◆ Problem:
Count the lines in the following data that include "denominator". Please write only the number.

:: Given records

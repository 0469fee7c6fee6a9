//! Conditional discrete probability distributions

use super::cumulative::CumulativeDistribution;
use super::DistributionWeights;
use crate::domain::{AnonymizerError, Result};

#[derive(Debug, Clone, PartialEq)]
enum Weights {
    /// `n` equally likely outcomes, independent of the input
    Uniform(usize),
    /// One row shared by every input
    Vector(Vec<f64>),
    /// One row per input, `n x n`
    Matrix(Vec<Vec<f64>>),
}

/// A (conditional) discrete probability distribution
///
/// Stores `P(output = j | input = i)`. Every row sums to 1 once the distribution is
/// constructed. Rows may contain negative weights before normalization, but such
/// rows are rejected when the cumulative form is built.
#[derive(Debug, Clone, PartialEq)]
pub struct DiscreteDistribution {
    weights: Weights,
}

impl DiscreteDistribution {
    /// Create a normalized distribution from raw weights
    ///
    /// # Errors
    ///
    /// Returns [`AnonymizerError::InvalidDistribution`] if the weights are empty, a
    /// matrix is not square, or a row sums to zero.
    pub fn new(weights: DistributionWeights) -> Result<Self> {
        match weights {
            DistributionWeights::Vector(row) => Self::from_vector(row),
            DistributionWeights::Matrix(rows) => Self::from_matrix(rows),
        }
    }

    /// Create an input-independent distribution from a list of weights
    pub fn from_vector(weights: Vec<f64>) -> Result<Self> {
        if weights.is_empty() {
            return Err(AnonymizerError::InvalidDistribution(
                "Cannot create an empty probability distribution".to_string(),
            ));
        }

        let mut distribution = Self {
            weights: Weights::Vector(weights),
        };
        distribution.normalize()?;
        Ok(distribution)
    }

    /// Create a conditional distribution from a square matrix of weights
    pub fn from_matrix(rows: Vec<Vec<f64>>) -> Result<Self> {
        if rows.is_empty() {
            return Err(AnonymizerError::InvalidDistribution(
                "Cannot create an empty probability distribution".to_string(),
            ));
        }

        let n = rows.len();
        if let Some((i, row)) = rows.iter().enumerate().find(|(_, row)| row.len() != n) {
            return Err(AnonymizerError::InvalidDistribution(format!(
                "Matrix must be square: row {} has {} entries, expected {}",
                i,
                row.len(),
                n
            )));
        }

        let mut distribution = Self {
            weights: Weights::Matrix(rows),
        };
        distribution.normalize()?;
        Ok(distribution)
    }

    /// Uniform distribution over `n` outcomes
    ///
    /// Only the size is stored; the `n x n` matrix is materialized on demand.
    pub fn uniform(n: usize) -> Result<Self> {
        if n == 0 {
            return Err(AnonymizerError::InvalidDistribution(
                "Uniform distribution needs at least one outcome".to_string(),
            ));
        }
        Ok(Self {
            weights: Weights::Uniform(n),
        })
    }

    /// Randomized response distribution satisfying ε-differential privacy over `t` values
    ///
    /// The true value is reported with probability `e^ε / (t - 1 + e^ε)` and every
    /// other value with probability `1 / (t - 1 + e^ε)`.
    pub fn with_epsilon(t: usize, epsilon: f64) -> Result<Self> {
        if t == 0 {
            return Err(AnonymizerError::InvalidDistribution(
                "Differential privacy distribution needs at least one value".to_string(),
            ));
        }
        if !epsilon.is_finite() {
            return Err(AnonymizerError::InvalidDistribution(format!(
                "Epsilon must be finite, got {epsilon}"
            )));
        }

        let others = (t - 1) as f64;
        // Divide through by e^ε for positive ε so large values don't overflow.
        let (p_ii, p_ij) = if epsilon >= 0.0 {
            let e_neg = (-epsilon).exp();
            let denominator = others * e_neg + 1.0;
            (1.0 / denominator, e_neg / denominator)
        } else {
            let e_eps = epsilon.exp();
            let denominator = others + e_eps;
            (e_eps / denominator, 1.0 / denominator)
        };

        let rows = (0..t)
            .map(|i| (0..t).map(|j| if i == j { p_ii } else { p_ij }).collect())
            .collect();

        Ok(Self {
            weights: Weights::Matrix(rows),
        })
    }

    /// Divide every row by the absolute value of its sum
    ///
    /// # Errors
    ///
    /// Returns [`AnonymizerError::InvalidDistribution`] if a row is empty, contains a
    /// non-finite weight, or sums to zero.
    pub fn normalize(&mut self) -> Result<()> {
        match &mut self.weights {
            Weights::Uniform(_) => Ok(()),
            Weights::Vector(row) => normalize_row(row, 0),
            Weights::Matrix(rows) => rows
                .iter_mut()
                .enumerate()
                .try_for_each(|(i, row)| normalize_row(row, i)),
        }
    }

    /// Number of outcomes
    pub fn len(&self) -> usize {
        match &self.weights {
            Weights::Uniform(n) => *n,
            Weights::Vector(row) => row.len(),
            Weights::Matrix(rows) => rows.len(),
        }
    }

    /// Always false for a constructed distribution
    pub fn is_empty(&self) -> bool {
        self.len() == 0
    }

    /// Whether the distribution depends on the input value
    pub fn is_matrix(&self) -> bool {
        matches!(self.weights, Weights::Matrix(_))
    }

    /// Probability of output `j` given input `i`
    ///
    /// Returns `None` if either index is out of range.
    pub fn probability(&self, i: usize, j: usize) -> Option<f64> {
        let n = self.len();
        if i >= n || j >= n {
            return None;
        }
        match &self.weights {
            Weights::Uniform(n) => Some(1.0 / *n as f64),
            Weights::Vector(row) => row.get(j).copied(),
            Weights::Matrix(rows) => rows.get(i).and_then(|row| row.get(j)).copied(),
        }
    }

    /// Full `n x n` matrix representation
    ///
    /// Input-independent distributions repeat their row; matrices are returned as-is.
    pub fn to_full_matrix(&self) -> Self {
        let rows = match &self.weights {
            Weights::Uniform(n) => vec![vec![1.0 / *n as f64; *n]; *n],
            Weights::Vector(row) => vec![row.clone(); row.len()],
            Weights::Matrix(_) => return self.clone(),
        };
        Self {
            weights: Weights::Matrix(rows),
        }
    }

    /// Combine with a randomized response coin toss
    ///
    /// With probability `p` the true value is reported, otherwise an output is drawn
    /// from `self`. The result has `p + (1 - p) * p_ii` on the diagonal and
    /// `(1 - p) * p_ij` elsewhere. `self` is left untouched.
    pub fn with_randomized_response_toss(&self, p: f64) -> Result<Self> {
        if !(0.0..=1.0).contains(&p) {
            return Err(AnonymizerError::InvalidDistribution(format!(
                "Truth probability must be within [0, 1], got {p}"
            )));
        }

        let mut full = self.to_full_matrix();
        if let Weights::Matrix(rows) = &mut full.weights {
            for (i, row) in rows.iter_mut().enumerate() {
                for (j, weight) in row.iter_mut().enumerate() {
                    *weight *= 1.0 - p;
                    if i == j {
                        *weight += p;
                    }
                }
            }
        }
        Ok(full)
    }

    /// Prefix-summed form used for sampling
    ///
    /// # Errors
    ///
    /// Returns [`AnonymizerError::InvalidDistribution`] if a cumulative row decreases,
    /// which happens when a row keeps a negative weight after normalization.
    pub fn to_cumulative(&self) -> Result<CumulativeDistribution> {
        match &self.weights {
            Weights::Uniform(n) => Ok(CumulativeDistribution::uniform(*n)),
            Weights::Vector(row) => Ok(CumulativeDistribution::from_row(accumulate(row, 0)?)),
            Weights::Matrix(rows) => {
                let cumulative = rows
                    .iter()
                    .enumerate()
                    .map(|(i, row)| accumulate(row, i))
                    .collect::<Result<Vec<_>>>()?;
                Ok(CumulativeDistribution::from_rows(cumulative))
            }
        }
    }
}

fn normalize_row(row: &mut [f64], index: usize) -> Result<()> {
    if row.is_empty() {
        return Err(AnonymizerError::InvalidDistribution(format!(
            "Row {index} has no weights"
        )));
    }
    if row.iter().any(|w| !w.is_finite()) {
        return Err(AnonymizerError::InvalidDistribution(format!(
            "Row {index} contains a non-finite weight"
        )));
    }

    let total = row.iter().sum::<f64>().abs();
    if total == 0.0 {
        return Err(AnonymizerError::InvalidDistribution(format!(
            "Weights of row {index} sum to zero"
        )));
    }

    for weight in row.iter_mut() {
        *weight /= total;
    }
    Ok(())
}

fn accumulate(row: &[f64], index: usize) -> Result<Vec<f64>> {
    let mut cumulative = Vec::with_capacity(row.len());
    let mut running = 0.0;
    for weight in row {
        let next = running + weight;
        if next < running {
            return Err(AnonymizerError::InvalidDistribution(format!(
                "Cumulative weights of row {index} are not monotonically non-decreasing"
            )));
        }
        running = next;
        cumulative.push(running);
    }

    if running <= 0.0 {
        return Err(AnonymizerError::InvalidDistribution(format!(
            "Row {index} has no positive probability mass"
        )));
    }
    Ok(cumulative)
}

::::

◆ Written reply:
4